> [AIM OF THE TASK]: What you return must be every line from the beginning of the data through the line holding "use async_trait::async_trait;", unchanged.

[Stored data entries]
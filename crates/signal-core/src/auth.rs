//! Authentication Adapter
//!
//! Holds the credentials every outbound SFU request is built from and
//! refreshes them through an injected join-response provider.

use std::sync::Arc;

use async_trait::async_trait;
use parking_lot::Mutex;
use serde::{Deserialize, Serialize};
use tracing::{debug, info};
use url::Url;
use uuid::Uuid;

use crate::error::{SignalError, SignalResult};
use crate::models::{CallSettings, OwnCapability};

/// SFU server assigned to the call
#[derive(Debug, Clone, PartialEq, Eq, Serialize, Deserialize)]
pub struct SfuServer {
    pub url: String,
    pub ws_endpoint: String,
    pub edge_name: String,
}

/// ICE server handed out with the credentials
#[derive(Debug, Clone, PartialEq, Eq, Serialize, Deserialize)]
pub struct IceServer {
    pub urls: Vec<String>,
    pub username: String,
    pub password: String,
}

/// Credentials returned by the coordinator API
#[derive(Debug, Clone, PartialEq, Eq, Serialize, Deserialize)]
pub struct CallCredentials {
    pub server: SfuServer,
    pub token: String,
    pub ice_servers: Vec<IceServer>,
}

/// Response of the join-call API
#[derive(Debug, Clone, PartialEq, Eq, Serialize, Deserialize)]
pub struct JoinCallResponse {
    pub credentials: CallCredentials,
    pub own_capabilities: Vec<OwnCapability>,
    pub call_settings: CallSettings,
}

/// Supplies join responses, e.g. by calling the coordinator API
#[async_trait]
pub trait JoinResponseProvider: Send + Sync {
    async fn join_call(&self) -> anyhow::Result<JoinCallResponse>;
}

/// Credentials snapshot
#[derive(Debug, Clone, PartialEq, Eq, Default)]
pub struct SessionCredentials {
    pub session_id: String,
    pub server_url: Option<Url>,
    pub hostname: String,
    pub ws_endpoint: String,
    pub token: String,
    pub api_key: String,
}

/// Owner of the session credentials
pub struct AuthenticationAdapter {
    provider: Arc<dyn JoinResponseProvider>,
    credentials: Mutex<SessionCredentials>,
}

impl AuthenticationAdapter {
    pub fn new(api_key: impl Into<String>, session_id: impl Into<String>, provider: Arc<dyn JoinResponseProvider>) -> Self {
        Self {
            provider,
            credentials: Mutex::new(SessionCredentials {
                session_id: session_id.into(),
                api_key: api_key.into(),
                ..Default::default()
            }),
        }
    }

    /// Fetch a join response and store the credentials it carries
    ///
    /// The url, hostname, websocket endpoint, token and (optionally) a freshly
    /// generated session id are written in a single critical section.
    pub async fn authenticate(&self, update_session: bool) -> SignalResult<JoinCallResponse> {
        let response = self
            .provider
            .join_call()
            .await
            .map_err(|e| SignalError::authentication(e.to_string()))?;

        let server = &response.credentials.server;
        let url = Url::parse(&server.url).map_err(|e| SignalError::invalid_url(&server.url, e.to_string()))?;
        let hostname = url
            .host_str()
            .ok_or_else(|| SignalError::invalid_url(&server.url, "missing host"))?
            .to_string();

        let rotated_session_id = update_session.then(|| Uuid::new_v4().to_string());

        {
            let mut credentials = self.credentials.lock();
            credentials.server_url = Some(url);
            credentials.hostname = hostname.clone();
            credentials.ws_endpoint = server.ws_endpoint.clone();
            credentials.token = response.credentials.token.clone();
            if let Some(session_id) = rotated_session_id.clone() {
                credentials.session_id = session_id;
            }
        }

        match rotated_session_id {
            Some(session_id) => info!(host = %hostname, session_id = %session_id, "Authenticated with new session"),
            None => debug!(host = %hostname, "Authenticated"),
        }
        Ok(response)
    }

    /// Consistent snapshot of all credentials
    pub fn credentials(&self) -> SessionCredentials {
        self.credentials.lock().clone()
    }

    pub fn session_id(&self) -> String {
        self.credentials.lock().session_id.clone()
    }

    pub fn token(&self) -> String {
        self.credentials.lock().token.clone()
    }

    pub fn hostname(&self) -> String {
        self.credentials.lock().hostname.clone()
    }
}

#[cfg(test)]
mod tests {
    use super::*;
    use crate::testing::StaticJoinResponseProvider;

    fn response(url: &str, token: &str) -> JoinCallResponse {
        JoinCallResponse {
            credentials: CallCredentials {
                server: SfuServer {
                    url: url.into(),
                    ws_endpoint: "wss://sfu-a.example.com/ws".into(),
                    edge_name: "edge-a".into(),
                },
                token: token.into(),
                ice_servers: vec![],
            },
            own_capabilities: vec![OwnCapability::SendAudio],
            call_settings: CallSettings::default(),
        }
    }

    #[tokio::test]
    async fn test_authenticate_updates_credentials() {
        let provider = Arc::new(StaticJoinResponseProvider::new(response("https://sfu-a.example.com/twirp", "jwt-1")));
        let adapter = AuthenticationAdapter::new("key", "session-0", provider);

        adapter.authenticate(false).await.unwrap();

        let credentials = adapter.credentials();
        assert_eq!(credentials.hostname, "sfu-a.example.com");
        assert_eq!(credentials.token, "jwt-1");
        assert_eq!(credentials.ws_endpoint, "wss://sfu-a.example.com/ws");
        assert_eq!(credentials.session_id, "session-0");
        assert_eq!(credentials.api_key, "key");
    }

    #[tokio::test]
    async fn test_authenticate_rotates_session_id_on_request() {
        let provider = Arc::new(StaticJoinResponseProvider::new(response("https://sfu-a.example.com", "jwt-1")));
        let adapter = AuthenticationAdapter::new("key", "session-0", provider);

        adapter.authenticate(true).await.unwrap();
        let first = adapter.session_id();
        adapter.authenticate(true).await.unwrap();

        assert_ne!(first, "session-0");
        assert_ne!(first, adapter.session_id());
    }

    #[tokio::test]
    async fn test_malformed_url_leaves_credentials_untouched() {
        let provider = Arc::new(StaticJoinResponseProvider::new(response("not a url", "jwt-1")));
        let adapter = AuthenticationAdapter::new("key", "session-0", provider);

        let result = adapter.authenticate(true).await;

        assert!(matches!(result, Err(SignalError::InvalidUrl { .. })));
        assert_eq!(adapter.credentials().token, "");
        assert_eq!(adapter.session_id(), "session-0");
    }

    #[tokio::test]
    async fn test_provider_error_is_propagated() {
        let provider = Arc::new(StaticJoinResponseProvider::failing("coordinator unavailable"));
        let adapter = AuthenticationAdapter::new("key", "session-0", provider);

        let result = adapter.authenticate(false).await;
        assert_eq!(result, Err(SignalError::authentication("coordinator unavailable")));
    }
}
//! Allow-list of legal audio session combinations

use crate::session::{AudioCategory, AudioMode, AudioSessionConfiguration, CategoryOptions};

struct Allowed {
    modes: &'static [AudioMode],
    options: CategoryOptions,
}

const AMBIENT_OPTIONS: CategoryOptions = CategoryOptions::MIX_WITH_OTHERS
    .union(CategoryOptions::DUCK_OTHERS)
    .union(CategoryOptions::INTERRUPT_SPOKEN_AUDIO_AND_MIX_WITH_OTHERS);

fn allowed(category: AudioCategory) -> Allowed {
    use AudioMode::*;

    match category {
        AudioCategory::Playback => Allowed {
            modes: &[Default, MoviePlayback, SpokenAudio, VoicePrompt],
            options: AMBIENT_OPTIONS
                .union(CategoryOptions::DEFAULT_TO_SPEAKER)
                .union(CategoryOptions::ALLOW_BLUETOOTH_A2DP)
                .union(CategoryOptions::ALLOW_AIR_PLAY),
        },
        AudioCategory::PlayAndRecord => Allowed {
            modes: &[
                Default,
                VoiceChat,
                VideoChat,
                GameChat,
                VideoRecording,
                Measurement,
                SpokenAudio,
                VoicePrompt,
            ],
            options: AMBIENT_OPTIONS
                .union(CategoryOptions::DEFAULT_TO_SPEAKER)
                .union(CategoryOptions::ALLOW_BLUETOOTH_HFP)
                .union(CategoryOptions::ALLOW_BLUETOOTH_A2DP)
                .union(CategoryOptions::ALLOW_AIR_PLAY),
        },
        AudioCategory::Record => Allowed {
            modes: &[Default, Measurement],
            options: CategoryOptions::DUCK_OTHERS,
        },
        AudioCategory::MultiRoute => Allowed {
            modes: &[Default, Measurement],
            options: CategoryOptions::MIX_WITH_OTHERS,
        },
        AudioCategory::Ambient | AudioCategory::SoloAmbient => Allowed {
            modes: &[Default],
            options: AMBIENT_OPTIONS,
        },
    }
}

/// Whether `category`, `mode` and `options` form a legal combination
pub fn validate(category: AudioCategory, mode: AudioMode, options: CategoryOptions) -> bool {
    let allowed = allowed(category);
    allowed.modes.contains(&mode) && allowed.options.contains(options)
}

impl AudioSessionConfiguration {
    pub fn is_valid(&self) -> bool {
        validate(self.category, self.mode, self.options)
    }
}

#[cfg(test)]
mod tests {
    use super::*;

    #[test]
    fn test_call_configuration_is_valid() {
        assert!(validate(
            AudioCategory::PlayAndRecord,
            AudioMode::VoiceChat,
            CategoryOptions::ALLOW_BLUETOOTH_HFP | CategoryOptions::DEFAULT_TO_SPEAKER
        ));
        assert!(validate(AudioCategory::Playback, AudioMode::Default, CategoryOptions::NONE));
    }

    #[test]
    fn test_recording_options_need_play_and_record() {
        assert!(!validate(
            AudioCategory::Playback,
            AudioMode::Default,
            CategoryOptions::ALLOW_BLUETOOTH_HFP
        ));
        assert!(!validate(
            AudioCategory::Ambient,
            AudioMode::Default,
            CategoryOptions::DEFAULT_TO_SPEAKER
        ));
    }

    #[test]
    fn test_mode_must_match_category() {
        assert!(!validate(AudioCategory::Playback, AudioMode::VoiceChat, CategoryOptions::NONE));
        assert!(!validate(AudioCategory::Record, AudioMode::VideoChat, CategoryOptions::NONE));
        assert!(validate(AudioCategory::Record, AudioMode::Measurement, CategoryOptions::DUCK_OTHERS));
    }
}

> [SOLUTION TO THE EXERCISE]:
filename crates/signal-core/src/auth.rs
//! Authentication Adapter
//!
//! Holds the credentials every outbound SFU request is built from and
//! refreshes them through an injected join-response provider.

use std::sync::Arc;

use async_trait::async_trait;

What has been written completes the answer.